Token Calculation Details
What is a Token
A Token is the smallest basic unit processed by large language models. Models do not process raw text directly; instead, they convert text into token sequences for processing.
Tokenizer
The tokenizer is responsible for converting text into token sequences:
Input Text → Tokenizer → Token Sequence
"Today is sunny" → [192, 3847, 2093, 3847]Detokenizer
The detokenizer is responsible for converting token sequences back into text:
Token Sequence → Detokenizer → Output Text
[192, 3847, 2093, 3847] → "Today is sunny"Token Calculation Rules
Chinese and English Differences
| Text Type | Avg Tokens | Example |
|---|---|---|
| English word | 1 Token ≈ 0.75 words | "hello" → 1 token |
| Chinese character | 1 Token ≈ 1-2 chars | "今天" → 2 tokens |
| Punctuation | 1 ≈ 1 Token | "." → 1 token |
| Space | English spaces count | "hello world" → 2 tokens |
Practical Calculation Examples
English: "hello world"
Tokens: [15339, 1917]
Count: 2 tokens
Chinese: "今天天气很好"
Tokens: [192, 3847, 2093, 3847, 452, 2398]

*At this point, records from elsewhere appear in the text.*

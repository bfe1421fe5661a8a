//! Page 4 — Drafting: document drafts with stage badges.

use ratatui::layout::Rect;
use ratatui::style::Modifier;
use ratatui::text::{Line, Span};
use ratatui::widgets::Paragraph;
use ratatui::Frame;

use crate::app::AppState;
use crate::theme;

pub fn render(f: &mut Frame, area: Rect, app: &AppState) {
    let drafts = &app.data.drafts;
    let mut lines: Vec<Line> = Vec::new();

    lines.push(Line::from(vec![
        Span::styled(format!("{} drafts ", drafts.len()), theme::accent()),
        Span::styled(" [j/k]move", theme::muted()),
    ]));
    lines.push(Line::from(""));

    if drafts.is_empty() {
        lines.push(Line::from(Span::styled(
            "No drafts in progress.",
            theme::muted(),
        )));
        f.render_widget(Paragraph::new(lines), area);
        return;
    }

    for (i, draft) in drafts.iter().enumerate() {
        let is_cursor = i == app.drafting.cursor;
        let title_style = if is_cursor {
            theme::accent().add_modifier(Modifier::REVERSED)
        } else {
            theme::accent()
        };

        lines.push(Line::from(vec![
            Span::styled(
                format!(" [{:<9}] ", draft.stage.label()),
                theme::stage_style(draft.stage),
            ),
            Span::styled(draft.title.clone(), title_style),
            Span::styled(
                format!("  {} · {}", draft.author, draft.updated.format("%b %d %Y")),
                theme::muted(),
            ),
        ]));
    }

    f.render_widget(Paragraph::new(lines), area);
}
//! Embedded sample workspace so the dashboard runs with no data file.

use chrono::NaiveDate;

use crate::project::{
    AssessmentRecord, Draft, DraftStage, Milestone, MilestoneStatus, ProjectData, ProjectSummary,
};

fn ymd(y: i32, m: u32, d: u32) -> NaiveDate {
    NaiveDate::from_ymd_opt(y, m, d).unwrap()
}

/// Demo project: a mid-flight infrastructure assessment engagement.
pub fn sample_project() -> ProjectData {
    ProjectData {
        project: ProjectSummary {
            name: "Harbor District Revamp".into(),
            client: "Northwind Municipal".into(),
            lead: "Jane Doe".into(),
            phase: "Execution".into(),
            start_date: ymd(2026, 1, 12),
            due_date: ymd(2026, 9, 30),
            completion: 0.42,
        },
        activity: vec![2, 4, 3, 6, 5, 9, 7, 8, 6, 10, 9, 12],
        milestones: vec![
            Milestone {
                date: ymd(2026, 1, 19),
                title: "Kickoff & scope sign-off".into(),
                owner: "Jane Doe".into(),
                status: MilestoneStatus::Done,
            },
            Milestone {
                date: ymd(2026, 2, 16),
                title: "Site surveys complete".into(),
                owner: "Omar Haddad".into(),
                status: MilestoneStatus::Done,
            },
            Milestone {
                date: ymd(2026, 4, 6),
                title: "Structural assessment report".into(),
                owner: "Priya Nair".into(),
                status: MilestoneStatus::Active,
            },
            Milestone {
                date: ymd(2026, 6, 1),
                title: "Draft remediation plan".into(),
                owner: "Liu Wen".into(),
                status: MilestoneStatus::Planned,
            },
            Milestone {
                date: ymd(2026, 9, 14),
                title: "Final review & handover".into(),
                owner: "Jane Doe".into(),
                status: MilestoneStatus::Planned,
            },
        ],
        records: vec![
            AssessmentRecord {
                member_id: "m-1042".into(),
                name: "Jane Doe".into(),
                role: "Project Lead".into(),
                region: "Americas".into(),
                years_experience: 12,
                score: 9.1,
                verified: true,
            },
            AssessmentRecord {
                member_id: "m-1187".into(),
                name: "Omar Haddad".into(),
                role: "Field Surveyor".into(),
                region: "EMEA".into(),
                years_experience: 6,
                score: 8.2,
                verified: true,
            },
            AssessmentRecord {
                member_id: "m-1203".into(),
                name: "Priya Nair".into(),
                role: "Structural Engineer".into(),
                region: "APAC".into(),
                years_experience: 9,
                score: 8.8,
                verified: false,
            },
            AssessmentRecord {
                member_id: "m-1244".into(),
                name: "Liu Wen".into(),
                role: "Planning Analyst".into(),
                region: "APAC".into(),
                years_experience: 3,
                score: 6.4,
                verified: false,
            },
            AssessmentRecord {
                member_id: "m-1260".into(),
                name: "Sam Okafor".into(),
                role: "Drafting Specialist".into(),
                region: "EMEA".into(),
                years_experience: 5,
                score: 7.3,
                verified: true,
            },
        ],
        drafts: vec![
            Draft {
                title: "Quay wall survey notes".into(),
                author: "Omar Haddad".into(),
                stage: DraftStage::Approved,
                updated: ymd(2026, 2, 20),
            },
            Draft {
                title: "Load assessment — pier 4".into(),
                author: "Priya Nair".into(),
                stage: DraftStage::InReview,
                updated: ymd(2026, 3, 28),
            },
            Draft {
                title: "Remediation plan outline".into(),
                author: "Liu Wen".into(),
                stage: DraftStage::Outline,
                updated: ymd(2026, 4, 2),
            },
        ],
    }
}

#[cfg(test)]
mod tests {
    use super::*;

    #[test]
    fn sample_is_populated() {
        let data = sample_project();
        assert!(!data.activity.is_empty());
        assert!(!data.milestones.is_empty());
        assert!(!data.records.is_empty());
        assert!(!data.drafts.is_empty());
    }

    #[test]
    fn sample_milestones_are_chronological() {
        let data = sample_project();
        for pair in data.milestones.windows(2) {
            assert!(pair[0].date <= pair[1].date);
        }
    }

    #[test]
    fn sample_completion_in_range() {
        let c = sample_project().project.completion;
        assert!((0.0..=1.0).contains(&c));
    }
}
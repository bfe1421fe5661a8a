//! Bottom status bar — key hints and the last status message.

use ratatui::layout::Rect;
use ratatui::text::{Line, Span};
use ratatui::widgets::Paragraph;
use ratatui::Frame;

use crate::app::{AppState, StatusLevel};
use crate::theme;

pub fn render(f: &mut Frame, area: Rect, app: &AppState) {
    let mut spans: Vec<Span> = Vec::new();

    spans.push(Span::styled(
        " 1:Dashboard 2:Timeline 3:Table 4:Drafting",
        theme::muted(),
    ));

    spans.push(Span::raw(" | "));

    if let Some((msg, level)) = &app.status_message {
        let style = match level {
            StatusLevel::Info => theme::accent(),
            StatusLevel::Warning => theme::warning(),
        };
        spans.push(Span::styled(msg.as_str(), style));
    }

    f.render_widget(Paragraph::new(Line::from(spans)), area);
}
//! Theme tokens for the TaskDeck TUI.
//!
//! Harbor palette: cool accents on a dark terminal background. Style choices
//! are pure functions of component state so every call site composes the same
//! way: pick a selector, get a `Style`.

use ratatui::style::{Color, Modifier, Style};

use taskdeck_model::{DraftStage, MilestoneStatus};

/// Sea-glass teal: focus, highlights, values.
pub const ACCENT: Color = Color::Rgb(64, 224, 208);
/// Spring green: verified, done, healthy.
pub const POSITIVE: Color = Color::Rgb(80, 250, 123);
/// Coral red: attention-negative states.
pub const NEGATIVE: Color = Color::Rgb(255, 85, 85);
/// Amber: pending, warnings.
pub const WARNING: Color = Color::Rgb(255, 184, 108);
/// Soft violet: secondary info.
pub const NEUTRAL: Color = Color::Rgb(189, 147, 249);
/// Slate blue: hints, labels, disabled.
pub const MUTED: Color = Color::Rgb(98, 114, 164);

pub fn accent() -> Style {
    Style::default().fg(ACCENT)
}

pub fn accent_bold() -> Style {
    accent().add_modifier(Modifier::BOLD)
}

pub fn positive() -> Style {
    Style::default().fg(POSITIVE)
}

pub fn negative() -> Style {
    Style::default().fg(NEGATIVE)
}

pub fn warning() -> Style {
    Style::default().fg(WARNING)
}

pub fn neutral() -> Style {
    Style::default().fg(NEUTRAL)
}

pub fn muted() -> Style {
    Style::default().fg(MUTED)
}

/// Style for a navigation entry given whether it is the active page.
pub fn nav_entry(active: bool) -> Style {
    if active {
        accent_bold().add_modifier(Modifier::REVERSED)
    } else {
        muted()
    }
}

/// Border style for the page frame.
pub fn panel_border() -> Style {
    muted()
}

/// Title style for the page frame.
pub fn panel_title() -> Style {
    accent_bold()
}

/// Marker/label style for a milestone status.
pub fn milestone_style(status: MilestoneStatus) -> Style {
    match status {
        MilestoneStatus::Done => positive(),
        MilestoneStatus::Active => accent(),
        MilestoneStatus::Planned => muted(),
    }
}

/// Badge style for a draft stage.
pub fn stage_style(stage: DraftStage) -> Style {
    match stage {
        DraftStage::Outline => muted(),
        DraftStage::InReview => warning(),
        DraftStage::Approved => positive(),
    }
}

/// Banded style for an assessment score (0–10 display scale).
pub fn score_style(score: f64) -> Style {
    match score {
        s if s >= 9.0 => positive(),
        s if s >= 7.5 => accent(),
        s if s >= 6.0 => neutral(),
        s if s >= 4.0 => muted(),
        _ => warning(),
    }
}

/// Style for a verification status flag.
pub fn verified_style(verified: bool) -> Style {
    if verified {
        positive()
    } else {
        warning()
    }
}

/// Optional presentation attributes a host may pass through to a component's
/// root block. Unset entries fall back to the component's own computed
/// attributes; the component applies whatever the host supplied unmodified.
#[derive(Debug, Clone, Default, PartialEq, Eq)]
pub struct PanelDecor {
    pub title: Option<String>,
    pub border_style: Option<Style>,
    pub title_style: Option<Style>,
}

impl PanelDecor {
    pub fn title_or<'a>(&'a self, default: &'a str) -> &'a str {
        self.title.as_deref().unwrap_or(default)
    }

    pub fn border_style_or(&self, default: Style) -> Style {
        self.border_style.unwrap_or(default)
    }

    pub fn title_style_or(&self, default: Style) -> Style {
        self.title_style.unwrap_or(default)
    }
}

#[cfg(test)]
mod tests {
    use super::*;

    #[test]
    fn nav_entry_active_is_distinct() {
        assert_ne!(nav_entry(true), nav_entry(false));
        assert!(nav_entry(true).add_modifier.contains(Modifier::REVERSED));
    }

    #[test]
    fn score_bands() {
        assert_eq!(score_style(9.4), positive());
        assert_eq!(score_style(8.0), accent());
        assert_eq!(score_style(6.5), neutral());
        assert_eq!(score_style(5.0), muted());
        assert_eq!(score_style(2.0), warning());
    }

    #[test]
    fn stage_styles() {
        assert_eq!(stage_style(DraftStage::Approved), positive());
        assert_eq!(stage_style(DraftStage::InReview), warning());
        assert_eq!(stage_style(DraftStage::Outline), muted());
    }

    #[test]
    fn decor_defaults_pass_through() {
        let decor = PanelDecor::default();
        assert_eq!(decor.title_or("Verify Identity"), "Verify Identity");
        assert_eq!(decor.border_style_or(accent()), accent());
        assert_eq!(decor.title_style_or(accent_bold()), accent_bold());
    }

    #[test]
    fn decor_overrides_win() {
        let decor = PanelDecor {
            title: Some("Custom".into()),
            border_style: Some(negative()),
            title_style: Some(warning()),
        };
        assert_eq!(decor.title_or("Verify Identity"), "Custom");
        assert_eq!(decor.border_style_or(accent()), negative());
        assert_eq!(decor.title_style_or(accent_bold()), warning());
    }
}
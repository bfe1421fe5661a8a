//! UI-state persistence — JSON save/load across restarts.
//!
//! Only host-owned navigation state persists. The quick-menu flag is
//! deliberately absent: a freshly created navigator always starts collapsed.

use std::path::Path;

use serde::{Deserialize, Serialize};

use crate::app::{AppState, Overlay};
use crate::nav::Page;

/// Serializable subset of app state that persists across restarts.
#[derive(Debug, Serialize, Deserialize)]
pub struct PersistedState {
    pub current_page: Page,
    pub welcome_dismissed: bool,
}

impl Default for PersistedState {
    fn default() -> Self {
        Self {
            current_page: Page::Dashboard,
            welcome_dismissed: false,
        }
    }
}

/// Load persisted state from disk. Returns defaults if file is missing or corrupt.
pub fn load(path: &Path) -> PersistedState {
    match std::fs::read_to_string(path) {
        Ok(content) => serde_json::from_str(&content).unwrap_or_default(),
        Err(_) => PersistedState::default(),
    }
}

/// Save persisted state to disk. Creates parent directories if needed.
pub fn save(path: &Path, state: &PersistedState) -> anyhow::Result<()> {
    if let Some(parent) = path.parent() {
        std::fs::create_dir_all(parent)?;
    }
    let json = serde_json::to_string_pretty(state)?;
    std::fs::write(path, json)?;
    Ok(())
}

/// Extract persisted state from AppState.
pub fn extract(app: &AppState) -> PersistedState {
    PersistedState {
        current_page: app.current_page,
        welcome_dismissed: app.overlay != Overlay::Welcome,
    }
}

/// Apply persisted state to AppState.
pub fn apply(app: &mut AppState, state: PersistedState) {
    app.current_page = state.current_page;
    if !state.welcome_dismissed {
        app.overlay = Overlay::Welcome;
    }
}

Count: 6 tokensCommon Token Calculation Tools
Platform Built-in Calculation
The ai.TokenHub platform API response includes actual token consumption:
{
"id": "chatcmpl-xxx",
"model": "gpt-4o",
"usage": {
"prompt_tokens": 28,
"completion_tokens": 45,
"total_tokens": 73
}
}Common Token Calculation Formulas
English Text
Token count ≈ characters ÷ 4
Token count ≈ words × 1.33Chinese Text
Token count ≈ characters × 1.3 ~ 1.5Online Calculation Tools
| Tool | URL | Description |
|---|---|---|
| OpenAI Tokenizer | platform.openai.com/tokenizer | Official tool |
| AiToken | aitoken.fly.dev | Online calculator |
ai.TokenHub Platform Token Billing
Billing Components
| Type | Description | Billing |
|---|---|---|
| Prompt Tokens | Input text consumption | ✅ Billable |
| Completion Tokens | Output text consumption | ✅ Billable |
| Total Tokens | Total consumption | ✅ Billable |
Billing Example
# User input
user_input = "Write a poem about spring"
# Assumed to be converted to 14 tokens
# Model output
model_output = "Spring breeze caresses, all things revive.\nFlowers bloom everywhere, green everywhere."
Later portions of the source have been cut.